Almost miraculously, in many types of disease, such efforts have been very successful, although in very few instances can pharmaceutical treatments be considered cures. Some disease areas, frankly, have proven more tractable than others, and almost all other areas are easier than targeting many types of CNS disease. For example, anti-infective agents target organisms that are foreign invaders in our particular internal ecosystems, presenting almost unlimited opportunity for novel and effective agents to kill pathogens while sparing our own cells. The rapid progress in discovering and developing life-saving medicines in areas such as HIV-AIDS and other viral disease demonstrates that when there is sufficient cooperation between the relevant government agencies, academia and the pharmaceutical/biotech industry, and pressure from patient advocates, progress in such diseases can be very rapid and effective.The same will likely be true with antibiotic resistance and parasitic diseases in the near future, it will just require the political will to do it on a grander scale, and new models for recouping investments for short-term treatments or treatments aimed at third-world patient cohorts. While these types of collaborative efforts have also paid off well in other areas such as cancer and heart disease, thus far they have not led to effective treatments in many of the major CNS disorders. They have begun, however, and there is every reason to be optimistic.
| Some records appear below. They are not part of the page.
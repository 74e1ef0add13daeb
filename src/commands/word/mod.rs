mod execute;
mod output;
mod output_tests;

use std::error::Error;

use clap::{Args, Subcommand};

use crate::commands::{CommandRunner, Execute, Session};
use crate::output::{OutputFormat, Outputable};
use crate::stores::DuplicatePolicy;

pub use execute::WordResult;

/// Add, edit, look up and search words
#[derive(Args, Debug)]
#[command(after_help = "\
Examples:
  wordbook word add apple 사과 --pos 명사 --example 'This is an apple.'
  wordbook word search app           # Lemma or meaning starting with 'app'
  wordbook word wrong --min 2        # Words missed at least twice
  wordbook word miss 12              # Count one more miss for word 12")]
pub struct WordCmd {
    #[command(subcommand)]
    pub action: WordAction,
}

#[derive(Subcommand, Debug)]
pub enum WordAction {
    /// Add a word (an existing lemma is handled by the duplicate policy)
    Add(AddArgs),
    /// Replace every field of a word
    Update(UpdateArgs),
    /// Delete a word with its history and category links
    Delete(WordIdArgs),
    /// Show one word in detail
    Show(WordIdArgs),
    /// List every word
    List,
    /// Find words whose lemma or meaning starts with a keyword
    Search(SearchArgs),
    /// List words missed at least a number of times
    Wrong(WrongArgs),
    /// Count one more miss for a word
    Miss(WordIdArgs),
}

#[derive(Args, Debug)]
pub struct AddArgs {
    /// English lemma
    pub english: String,

    pub meaning: String,

    /// Part of speech
    #[arg(long)]
    pub pos: Option<String>,

    /// Example sentence
    #[arg(long)]
    pub example: Option<String>,

    /// Override the configured duplicate policy
    #[arg(long, value_enum)]
    pub on_duplicate: Option<DuplicatePolicy>,
}

#[derive(Args, Debug)]
pub struct UpdateArgs {
    pub word_id: i64,

    pub english: String,

    pub meaning: String,

    #[arg(long)]
    pub pos: Option<String>,

    #[arg(long)]
    pub example: Option<String>,
}

#[derive(Args, Debug)]
pub struct WordIdArgs {
    pub word_id: i64,
}

#[derive(Args, Debug)]
pub struct SearchArgs {
    pub keyword: String,
}

#[derive(Args, Debug)]
pub struct WrongArgs {
    /// Minimum number of misses
    #[arg(long, default_value_t = 1, value_parser = clap::value_parser!(i64).range(0..))]
    pub min: i64,
}

impl CommandRunner for WordCmd {
    fn run(self, session: &Session<'_>, format: OutputFormat) -> Result<String, Box<dyn Error>> {
        let result = self.execute(session)?;
        Ok(result.format(format))
    }
}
In all disease areas, there are several common requirements for designing and implementing a successful effort to discover new treatments. The natural history of the disease or condition must be well understood. A potential molecular target has to be identified, and a testable hypothesis must be generated concerning the role of the new molecular target in either the generation or amelioration of the disease state or condition. A model of the disease must be created that is believed to have predictive validity for use in preclinical tests and that involves induction of the disease, or a mechanistically-related disease, in animals or in vitro. A directed program must be initiated to generate molecules to test. If a candidate molecule is identified that fulfills a number of pre-clinical criteria such as dose-dependent efficacy in the model(s), metabolic stability and a sufficient degree of animal safety at multiples of presumed therapeutic doses, a drug candidate may be taken into carefully designed and tightly regulated clinical trials to determine its safety and efficacy. Initially the safety of the drug candidate is tested in healthy human subjects, and eventually in human subjects with the disease. If efficacy is demonstrated that is greater, in the context of the particular disease, than the risks associated with the drug it may be approvable and eventually marketed and made available to patients.

These above steps have been followed in the development of drugs that act on the CNS, but levels of clinical failures are higher than in other therapeutic target areas, most often because of lack of any significant evidence of clinical efficacy. While drugs often fail prior to understanding whether they are efficacious, it is failure for lack of efficacy that is most vexing, expensive and leads to the greatest likelihood of retreat from a disease target. This occurs repeatedly despite seemingly adequate and appropriate preclinical data demonstrating that candidates should work well, and have seemingly adequate clinical safety margins. No one makes the decision to advance a drug into very expensive and time-consuming clinical trials lightly. While there have been some obvious mistakes, usually based on assumptions later proven wrong, the preclinical packages used to propel CNS drugs into the clinic are just as convincing and well-executed as those for any other therapeutic area. Clearly, there is a major disconnect, at least in some CNS sub-disciplines. Post hoc analyses may point to specific aspects of a clinical trial that may have contributed to the lack of a positive signal, and such analyses are useful and necessary. Failures due to lack of efficacy, however indicate that there may be serious flaws in the hypothesis. As a result, negative results may be critical to understanding how to make successful drugs. Negative results should therefore be published, but often have not been.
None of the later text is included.